Additionally, mesna is used off-label for:

• Treatment of chemically-assisted dissection of recurrent and residual cholesteatoma [1]
• Reduction of the incidence of BK viruria following post-transplantation cyclophosphamide [2]
• Inhibition of propylene glycol-induced cholesteatoma formation [3]
• Treatment of pain following failed back surgery syndrome via epidural injection [4]
• Treatment of chronic cholesteatomatous otitis media in children [5]

Mechanism of Action

Mesna (sodium 2-mercapto ethane sulfonate) is a detoxifying agent to prevent hemorrhagic cystitis in patients receiving chemotherapy with high-dose cyclophosphamide or ifosfamide. Mesna initially becomes inactivated to dimesna (mensa disulfide) in the bloodstream. Once it is filtered through the kidneys and excreted into the bladder, it is reactivated. As reactivated mesna concentrates in the bladder, mesna detoxifies acrolein, a urotoxic breakdown product of ifosfamide and cyclophosphamide that accumulates in the bladder. Acrolein stimulates the release of inflammatory mediators interleukin-1 β, TNF-α, and endogenous nitric oxide, inducing vascular dilatation, mucosal edema, and capillary fragility, resulting in hemorrhagic cystitis.[6] Mesna acts as a sulfhydryl donor that forms a conjugate bond with acrolein and inactivates it, preventing hemorrhagic cystitis or bleeding due to bladder irritation.[7] Evidence suggests that this mechanism may include the inhibition of lactoperoxidase (LPO). Lactoperoxidase utilizes hydrogen peroxide (HO) and thiocyanate (SCN) to produce hypothiocyanous acid. Mesna's sulfhydryl group binds stably to LPO within the SCN binding site and thus inhibits function, resulting in the reduction and regulation of local inflammatory effects.[8]

Pharmacokinetics

Absorption: After oral administration, peak plasma concentrations are attained within 1.5 to 4 hours for free mesna and 3 to 7 hours for total mesna (mesna plus dimesna and mixed disulfides). Food does not alter the bioavailability of orally administered mesna.

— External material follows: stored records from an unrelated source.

//! Detection-engine alert (signal) operations.
//!
//! Each public function issues exactly one request against Kibana and renders
//! the outcome as text for the caller.

use std::fmt;
use std::str::FromStr;

use reqwest::Method;
use schemars::JsonSchema;
use serde::{Deserialize, Serialize};
use serde_json::{Map, Value, json};
use thiserror::Error;
use tracing::info;

use crate::{BackendError, KibanaClient};

pub const SIGNALS_SEARCH_PATH: &str = "/api/detection_engine/signals/search";
pub const SIGNALS_STATUS_PATH: &str = "/api/detection_engine/signals/status";
pub const SIGNALS_TAGS_PATH: &str = "/api/detection_engine/signals/tags";

/// Search text that disables filtering.
pub const MATCH_ALL: &str = "*";
pub const DEFAULT_ALERT_LIMIT: u32 = 20;

/// Workflow status of a security alert.
#[derive(Debug, Clone, Copy, PartialEq, Eq, Hash, Serialize, Deserialize, JsonSchema)]
#[serde(rename_all = "lowercase")]
pub enum AlertStatus {
    Open,
    Acknowledged,
    Closed,
}

impl AlertStatus {
    pub const ALL: [AlertStatus; 3] = [AlertStatus::Open, AlertStatus::Acknowledged, AlertStatus::Closed];

    pub fn as_str(&self) -> &'static str {
        match self {
            AlertStatus::Open => "open",
            AlertStatus::Acknowledged => "acknowledged",
            AlertStatus::Closed => "closed",
        }
    }
}

impl fmt::Display for AlertStatus {
    fn fmt(&self, f: &mut fmt::Formatter<'_>) -> fmt::Result {
        f.write_str(self.as_str())
    }
}

#[derive(Debug, Clone, PartialEq, Eq, Error)]
#[error("unknown alert status '{0}'")]
pub struct UnknownAlertStatus(pub String);

impl FromStr for AlertStatus {
    type Err = UnknownAlertStatus;

    fn from_str(value: &str) -> Result<Self, Self::Err> {
        AlertStatus::ALL
            .into_iter()
            .find(|status| status.as_str() == value)
            .ok_or_else(|| UnknownAlertStatus(value.to_string()))
    }
}

#[derive(Debug, Clone)]
pub struct TagAlertRequest {
    pub alert_id: String,
    pub tags: Vec<String>,
}

#[derive(Debug, Clone)]
pub struct StatusUpdateRequest {
    pub alert_id: String,
    pub status: AlertStatus,
}

#[derive(Debug, Clone, PartialEq, Eq)]
pub struct AlertSearch {
    pub limit: u32,
    pub search_text: String,
}

impl Default for AlertSearch {
    fn default() -> Self {
        Self {
            limit: DEFAULT_ALERT_LIMIT,
            search_text: MATCH_ALL.to_string(),
        }
    }
}

/// Add tags to a single alert.
pub async fn tag_alert(client: &KibanaClient, request: TagAlertRequest) -> Result<String, BackendError> {
    let payload = json!({
        "ids": [request.alert_id],
        "tags": {
            "tags_to_add": request.tags,
            "tags_to_remove": [],
        },
    });
    let response: UpdateByQueryResponse = client
        .send_json(client.request(Method::POST, SIGNALS_TAGS_PATH).json(&payload))
        .await?;
    info!(alert_id = %request.alert_id, updated = response.updated, "tagged alert");

    Ok(format!(
        "Added tags [{}] to alert {}.\n{}",
        request.tags.join(", "),
        request.alert_id,
        response.describe()
    ))
}

/// Change the workflow status of a single alert.
pub async fn adjust_alert_status(client: &KibanaClient, request: StatusUpdateRequest) -> Result<String, BackendError> {
    let payload = json!({
        "signal_ids": [request.alert_id],
        "status": request.status,
    });
    let response: UpdateByQueryResponse = client
        .send_json(client.request(Method::POST, SIGNALS_STATUS_PATH).json(&payload))
        .await?;
    info!(alert_id = %request.alert_id, status = %request.status, updated = response.updated, "changed alert status");

    Ok(format!(
        "Changed status of alert {} to {}.\n{}",
        request.alert_id,
        request.status,
        response.describe()
    ))
}

/// Search recent alerts, newest first, rendering at most `limit` of them.
///
/// Filtering is delegated entirely to Kibana; hits are only capped, never
/// re-filtered.
pub async fn get_alerts(client: &KibanaClient, search: AlertSearch) -> Result<String, BackendError> {
    let response: SearchResponse = client
        .send_json(client.request(Method::POST, SIGNALS_SEARCH_PATH).json(&search_body(&search)))
        .await?;

    let total = response.hits.total_count();
    let alerts = response
        .hits
        .hits
        .iter()
        .take(search.limit as usize)
        .map(AlertSummary::from_hit)
        .collect::<Vec<AlertSummary>>();
    info!(search_text = %search.search_text, returned = alerts.len(), "fetched alerts");

    let rendered = json!({
        "search_text": search.search_text,
        "total": total.unwrap_or(alerts.len() as u64),
        "returned": alerts.len(),
        "alerts": alerts,
    });
    Ok(serde_json::to_string_pretty(&rendered)?)
}

/// Fetch a single alert document by id.
pub async fn get_alert(client: &KibanaClient, alert_id: &str) -> Result<String, BackendError> {
    let payload = json!({
        "query": { "ids": { "values": [alert_id] } },
        "size": 1,
    });
    let response: SearchResponse = client
        .send_json(client.request(Method::POST, SIGNALS_SEARCH_PATH).json(&payload))
        .await?;

    let Some(hit) = response.hits.hits.into_iter().next() else {
        return Err(BackendError::NotFound(format!("alert '{alert_id}'")));
    };
    let rendered = json!({
        "id": hit.id,
        "index": hit.index,
        "summary": AlertSummary::from_hit(&hit),
        "source": hit.source,
    });
    Ok(serde_json::to_string_pretty(&rendered)?)
}

/// Build the signals search payload for a query.
pub fn search_body(search: &AlertSearch) -> Value {
    let text = search.search_text.trim();
    let query = if text.is_empty() || text == MATCH_ALL {
        json!({ "match_all": {} })
    } else {
        json!({ "query_string": { "query": text } })
    };
    json!({
        "query": query,
        "size": search.limit,
        "sort": [{ "@timestamp": { "order": "desc" } }],
    })
}

/// Body returned by Kibana's update-by-query style endpoints.
#[derive(Debug, Default, Deserialize)]
#[serde(default)]
struct UpdateByQueryResponse {
    updated: u64,
    total: u64,
    version_conflicts: u64,
    failures: Vec<Value>,
}

impl UpdateByQueryResponse {
    fn describe(&self) -> String {
        let mut text = format!("Kibana updated {} of {} matching document(s).", self.updated, self.total);
        if self.version_conflicts > 0 {
            text.push_str(&format!(" Version conflicts: {}.", self.version_conflicts));
        }
        if !self.failures.is_empty() {
            text.push_str(&format!(" Failures: {}.", self.failures.len()));
        }
        text
    }
}

#[derive(Debug, Deserialize)]
struct SearchResponse {
    hits: SearchHits,
}

#[derive(Debug, Deserialize)]
struct SearchHits {
    #[serde(default)]
    total: Option<Value>,
    hits: Vec<SearchHit>,
}

impl SearchHits {
    // Elasticsearch reports either `{ "value": n }` or a bare number.
    fn total_count(&self) -> Option<u64> {
        match self.total.as_ref()? {
            Value::Number(number) => number.as_u64(),
            Value::Object(object) => object.get("value").and_then(Value::as_u64),
            _ => None,
        }
    }
}

#[derive(Debug, Deserialize)]
struct SearchHit {
    #[serde(rename = "_id")]
    id: String,
    #[serde(rename = "_index", default)]
    index: Option<String>,
    #[serde(rename = "_source", default)]
    source: Map<String, Value>,
}

/// Compact view of an alert used in listings.
#[derive(Debug, Clone, PartialEq, Serialize)]
pub struct AlertSummary {
    pub id: String,
    #[serde(skip_serializing_if = "Option::is_none")]
    pub timestamp: Option<String>,
    #[serde(skip_serializing_if = "Option::is_none")]
    pub rule_name: Option<String>,
    #[serde(skip_serializing_if = "Option::is_none")]
    pub severity: Option<String>,
    #[serde(skip_serializing_if = "Option::is_none")]
    pub risk_score: Option<f64>,
    #[serde(skip_serializing_if = "Option::is_none")]
    pub status: Option<String>,
    #[serde(skip_serializing_if = "Option::is_none")]
    pub reason: Option<String>,
    #[serde(skip_serializing_if = "Option::is_none")]
    pub host: Option<String>,
    #[serde(skip_serializing_if = "Vec::is_empty")]
    pub tags: Vec<String>,
}

impl AlertSummary {
    fn from_hit(hit: &SearchHit) -> Self {
        let text = |path: &str| source_field(&hit.source, path).and_then(Value::as_str).map(ToString::to_string);
        let tags = source_field(&hit.source, "kibana.alert.workflow_tags")
            .and_then(Value::as_array)
            .map(|values| values.iter().filter_map(Value::as_str).map(ToString::to_string).collect())
            .unwrap_or_default();

        Self {
            id: hit.id.clone(),
            timestamp: text("@timestamp"),
            rule_name: text("kibana.alert.rule.name"),
            severity: text("kibana.alert.severity"),
            risk_score: source_field(&hit.source, "kibana.alert.risk_score").and_then(Value::as_f64),
            status: text("kibana.alert.workflow_status"),
            reason: text("kibana.alert.reason"),
            host: text("host.name"),
            tags,
        }
    }
}

/// Look up a dotted field in an alert document.
///
/// Alert indices store most fields under flat dotted keys, but ECS fields may
/// also appear as nested objects, so both layouts are accepted.
fn source_field<'a>(source: &'a Map<String, Value>, path: &str) -> Option<&'a Value> {
    if let Some(value) = source.get(path) {
        return Some(value);
    }
    let mut segments = path.split('.');
    let mut current = source.get(segments.next()?)?;
    for segment in segments {
        current = current.get(segment)?;
    }
    Some(current)
}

Distribution: The mean apparent volume of distribution for mesna is 0.65 ± 0.24 L/kg following IV administration, suggesting distribution to total body water. A fraction of mesna is bound to albumin in plasma. 

Metabolism: Mesna is rapidly oxidized to its major metabolite, mesna disulfide (dimesna), and mixed disulfides. Mixed disulfides have been postulated to play an important role in nephroprotection through inhibiting enzymes γ-glutamyltranspeptidase and aminopeptidase N.[9]

Elimination: After IV administration of 800 mg of mesna, approximately 33% of the administered dose is excreted in the urine as mesna or dimesna, respectively.

Administration

Available Dosage Forms and Strengths

Mesna is available in 100 mg/mL injection, which can be administered as an IV infusion. Mesna is also available as a 400 mg oral tablet. Mesna is usually administered as an injection concurrently with cyclophosphamide or ifosfamide chemotherapy. If the physician deems it necessary after the initial dosage, an oral form (400 mg tablet) is usually administered 2 to 6 hours following subsequent therapy. Due to the strong adverse taste of oral mesna tablets, administering the tablet with juice or food is generally recommended due to the sulfur odor/taste. Patients should be counseled to drink at least 4 cups of liquid daily while taking mesna.[10] The mesna injection should be diluted in 5% dextrose, 0.45% sodium chloride, 0.9% sodium chloride, or lactated Ringer's injection to attain a final 20 mg/mL concentration. 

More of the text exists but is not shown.